## Records for the task
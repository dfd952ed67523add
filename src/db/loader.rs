//! Eager relationship loading.
//!
//! Relationships are loaded with one extra query per relationship (more for
//! very large parent sets) using `IN (...)` over the parent keys, then
//! distributed back to the parents. Nothing is cached between calls.

use crate::db::session::Session;
use crate::db::sql::{self, Through};
use crate::error::{DbError, DbResult};
use crate::models::{ColumnKind, ColumnRef, Filter, Record, Related, Relation, RelationKind, TableMeta, Value};
use std::collections::{BTreeMap, HashMap};
use tracing::debug;

/// Upper bound on bound parameters per loading query.
const CHUNK_SIZE: usize = 500;

/// Rows related to one parent, by relationship name.
pub type RelatedRows = BTreeMap<&'static str, Vec<Record>>;

/// Hashable form of a join key.
#[derive(Debug, Clone, PartialEq, Eq, Hash)]
enum KeyRepr {
    Int(i64),
    Text(String),
}

impl KeyRepr {
    fn of(value: &Value) -> Option<Self> {
        match value {
            Value::Int(v) => Some(KeyRepr::Int(*v)),
            Value::Text(v) => Some(KeyRepr::Text(v.clone())),
            _ => None,
        }
    }
}

/// Resolve the relationship selector against `meta`.
pub(crate) fn resolve(meta: &'static TableMeta, related: &Related) -> DbResult<Vec<&'static Relation>> {
    match related {
        Related::None => Ok(Vec::new()),
        Related::All => Ok(meta.relations.iter().collect()),
        Related::Named(names) => names
            .iter()
            .map(|name| {
                meta.relation(name)
                    .ok_or_else(|| DbError::unknown_attribute(meta.name, name.as_str()))
            })
            .collect(),
    }
}

/// Load `relations` for every row in `rows`; the result is index-aligned with `rows`.
pub(crate) async fn load(
    session: &mut Session,
    meta: &'static TableMeta,
    rows: &[Record],
    relations: &[&'static Relation],
) -> DbResult<Vec<RelatedRows>> {
    let mut loaded: Vec<RelatedRows> = vec![BTreeMap::new(); rows.len()];
    if rows.is_empty() {
        return Ok(loaded);
    }

    for relation in relations {
        let (local, grouped) = match relation.kind {
            RelationKind::BelongsTo { local, remote } | RelationKind::HasMany { local, remote } => {
                let target = relation.target();
                let keys = distinct_keys(rows, local);
                let found = fetch_by_column(session, target, remote, &keys).await?;
                (local, group_by(found, |r| (r.get(remote).and_then(KeyRepr::of), r)))
            }
            RelationKind::ManyToMany {
                through,
                local,
                remote,
            } => {
                let [owner_key] = meta.primary_key else {
                    return Err(DbError::invalid_input(format!(
                        "'{}' needs a single-column key to load '{}'",
                        meta.name, relation.name
                    )));
                };
                let owner_kind = meta.require_column(owner_key)?.kind;
                let keys = distinct_keys(rows, owner_key);
                let found = fetch_through(
                    session,
                    relation.target(),
                    Through {
                        table: through,
                        local,
                        remote,
                    },
                    &keys,
                    owner_kind,
                )
                .await?;
                (*owner_key, group_by(found, |(r, owner)| (KeyRepr::of(&owner), r)))
            }
        };

        let mut total = 0;
        for (row, slot) in rows.iter().zip(loaded.iter_mut()) {
            let matches: Vec<Record> = row
                .get(local)
                .and_then(KeyRepr::of)
                .and_then(|key| grouped.get(&key))
                .cloned()
                .unwrap_or_default();
            total += matches.len();
            slot.insert(relation.name, matches);
        }
        debug!(
            table = meta.name,
            relation = relation.name,
            rows = total,
            "Loaded relationship"
        );
    }

    Ok(loaded)
}

fn distinct_keys(rows: &[Record], column: &str) -> Vec<Value> {
    let mut seen = std::collections::HashSet::new();
    rows.iter()
        .filter_map(|row| row.get(column))
        .filter(|value| KeyRepr::of(value).is_some_and(|key| seen.insert(key)))
        .cloned()
        .collect()
}

fn group_by<T>(
    items: Vec<T>,
    split: impl Fn(T) -> (Option<KeyRepr>, Record),
) -> HashMap<KeyRepr, Vec<Record>> {
    let mut grouped: HashMap<KeyRepr, Vec<Record>> = HashMap::new();
    for item in items {
        if let (Some(key), record) = split(item) {
            grouped.entry(key).or_default().push(record);
        }
    }
    grouped
}

async fn fetch_by_column(
    session: &mut Session,
    target: &'static TableMeta,
    column: &'static str,
    keys: &[Value],
) -> DbResult<Vec<Record>> {
    let kinds = column_kinds(target);
    let mut found = Vec::new();
    for chunk in keys.chunks(CHUNK_SIZE) {
        let filter = Filter::In {
            column: ColumnRef::new(target.name, column),
            values: chunk.to_vec(),
        };
        let stmt = sql::select(session.db_type(), target, &[filter], None)?;
        for values in session.fetch(&stmt, &kinds).await? {
            found.push(Record::from_values(target, values));
        }
    }
    Ok(found)
}

async fn fetch_through(
    session: &mut Session,
    target: &'static TableMeta,
    through: Through<'_>,
    keys: &[Value],
    owner_kind: ColumnKind,
) -> DbResult<Vec<(Record, Value)>> {
    let mut kinds = column_kinds(target);
    kinds.push(owner_kind);
    let mut found = Vec::new();
    for chunk in keys.chunks(CHUNK_SIZE) {
        let stmt = sql::select_through(session.db_type(), target, through, chunk, owner_kind)?;
        for mut values in session.fetch(&stmt, &kinds).await? {
            let owner = values.pop().unwrap_or(Value::Null);
            found.push((Record::from_values(target, values), owner));
        }
    }
    Ok(found)
}

pub(crate) fn column_kinds(meta: &TableMeta) -> Vec<ColumnKind> {
    meta.columns.iter().map(|c| c.kind).collect()
}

## Activity
Word for word, repeat every entry listed above.

## Problem solution
repository dfd952ed67523add
filename src/db/loader.rs
//! Eager relationship loading.
//!
//! Relationships are loaded with one extra query per relationship (more for
//! very large parent sets) using `IN (...)` over the parent keys, then
//! distributed back to the parents. Nothing is cached between calls.

use crate::db::session::Session;
use crate::db::sql::{self, Through};
use crate::error::{DbError, DbResult};
use crate::models::{ColumnKind, ColumnRef, Filter, Record, Related, Relation, RelationKind, TableMeta, Value};
use std::collections::{BTreeMap, HashMap};
use tracing::debug;

/// Upper bound on bound parameters per loading query.
const CHUNK_SIZE: usize = 500;

/// Rows related to one parent, by relationship name.
pub type RelatedRows = BTreeMap<&'static str, Vec<Record>>;

/// Hashable form of a join key.
#[derive(Debug, Clone, PartialEq, Eq, Hash)]
enum KeyRepr {
    Int(i64),
    Text(String),
}

impl KeyRepr {
    fn of(value: &Value) -> Option<Self> {
        match value {
            Value::Int(v) => Some(KeyRepr::Int(*v)),
            Value::Text(v) => Some(KeyRepr::Text(v.clone())),
            _ => None,
        }
    }
}

/// Resolve the relationship selector against `meta`.
pub(crate) fn resolve(meta: &'static TableMeta, related: &Related) -> DbResult<Vec<&'static Relation>> {
    match related {
        Related::None => Ok(Vec::new()),
        Related::All => Ok(meta.relations.iter().collect()),
        Related::Named(names) => names
            .iter()
            .map(|name| {
                meta.relation(name)
                    .ok_or_else(|| DbError::unknown_attribute(meta.name, name.as_str()))
            })
            .collect(),
    }
}

/// Load `relations` for every row in `rows`; the result is index-aligned with `rows`.
pub(crate) async fn load(
    session: &mut Session,
    meta: &'static TableMeta,
    rows: &[Record],
    relations: &[&'static Relation],
) -> DbResult<Vec<RelatedRows>> {
    let mut loaded: Vec<RelatedRows> = vec![BTreeMap::new(); rows.len()];
    if rows.is_empty() {
        return Ok(loaded);
    }

    for relation in relations {
        let (local, grouped) = match relation.kind {
            RelationKind::BelongsTo { local, remote } | RelationKind::HasMany { local, remote } => {
                let target = relation.target();
                let keys = distinct_keys(rows, local);
                let found = fetch_by_column(session, target, remote, &keys).await?;
                (local, group_by(found, |r| (r.get(remote).and_then(KeyRepr::of), r)))
            }
            RelationKind::ManyToMany {
                through,
                local,
                remote,
            } => {
                let [owner_key] = meta.primary_key else {
                    return Err(DbError::invalid_input(format!(
                        "'{}' needs a single-column key to load '{}'",
                        meta.name, relation.name
                    )));
                };
                let owner_kind = meta.require_column(owner_key)?.kind;
                let keys = distinct_keys(rows, owner_key);
                let found = fetch_through(
                    session,
                    relation.target(),
                    Through {
                        table: through,
                        local,
                        remote,
                    },
                    &keys,
                    owner_kind,
                )
                .await?;
                (*owner_key, group_by(found, |(r, owner)| (KeyRepr::of(&owner), r)))
            }
        };

        let mut total = 0;
        for (row, slot) in rows.iter().zip(loaded.iter_mut()) {
            let matches: Vec<Record> = row
                .get(local)
                .and_then(KeyRepr::of)
                .and_then(|key| grouped.get(&key))
                .cloned()
                .unwrap_or_default();
            total += matches.len();
            slot.insert(relation.name, matches);
        }
        debug!(
            table = meta.name,
            relation = relation.name,
            rows = total,
            "Loaded relationship"
        );
    }

    Ok(loaded)
}

fn distinct_keys(rows: &[Record], column: &str) -> Vec<Value> {
    let mut seen = std::collections::HashSet::new();
    rows.iter()
        .filter_map(|row| row.get(column))
        .filter(|value| KeyRepr::of(value).is_some_and(|key| seen.insert(key)))
        .cloned()
        .collect()
}

fn group_by<T>(
    items: Vec<T>,
    split: impl Fn(T) -> (Option<KeyRepr>, Record),
) -> HashMap<KeyRepr, Vec<Record>> {
    let mut grouped: HashMap<KeyRepr, Vec<Record>> = HashMap::new();
    for item in items {
        if let (Some(key), record) = split(item) {
            grouped.entry(key).or_default().push(record);
        }
    }
    grouped
}

async fn fetch_by_column(
    session: &mut Session,
    target: &'static TableMeta,
    column: &'static str,
    keys: &[Value],
) -> DbResult<Vec<Record>> {
    let kinds = column_kinds(target);
    let mut found = Vec::new();
    for chunk in keys.chunks(CHUNK_SIZE) {
        let filter = Filter::In {
            column: ColumnRef::new(target.name, column),
            values: chunk.to_vec(),
        };
        let stmt = sql::select(session.db_type(), target, &[filter], None)?;
        for values in session.fetch(&stmt, &kinds).await? {
            found.push(Record::from_values(target, values));
        }
    }
    Ok(found)
}

async fn fetch_through(
    session: &mut Session,
    target: &'static TableMeta,
    through: Through<'_>,
    keys: &[Value],
    owner_kind: ColumnKind,
) -> DbResult<Vec<(Record, Value)>> {
    let mut kinds = column_kinds(target);
    kinds.push(owner_kind);
    let mut found = Vec::new();
    for chunk in keys.chunks(CHUNK_SIZE) {
        let stmt = sql::select_through(session.db_type(), target, through, chunk, owner_kind)?;
        for mut values in session.fetch(&stmt, &kinds).await? {
            let owner = values.pop().unwrap_or(Value::Null);
            found.push((Record::from_values(target, values), owner));
        }
    }
    Ok(found)
}

pub(crate) fn column_kinds(meta: &TableMeta) -> Vec<ColumnKind> {
    meta.columns.iter().map(|c| c.kind).collect()
}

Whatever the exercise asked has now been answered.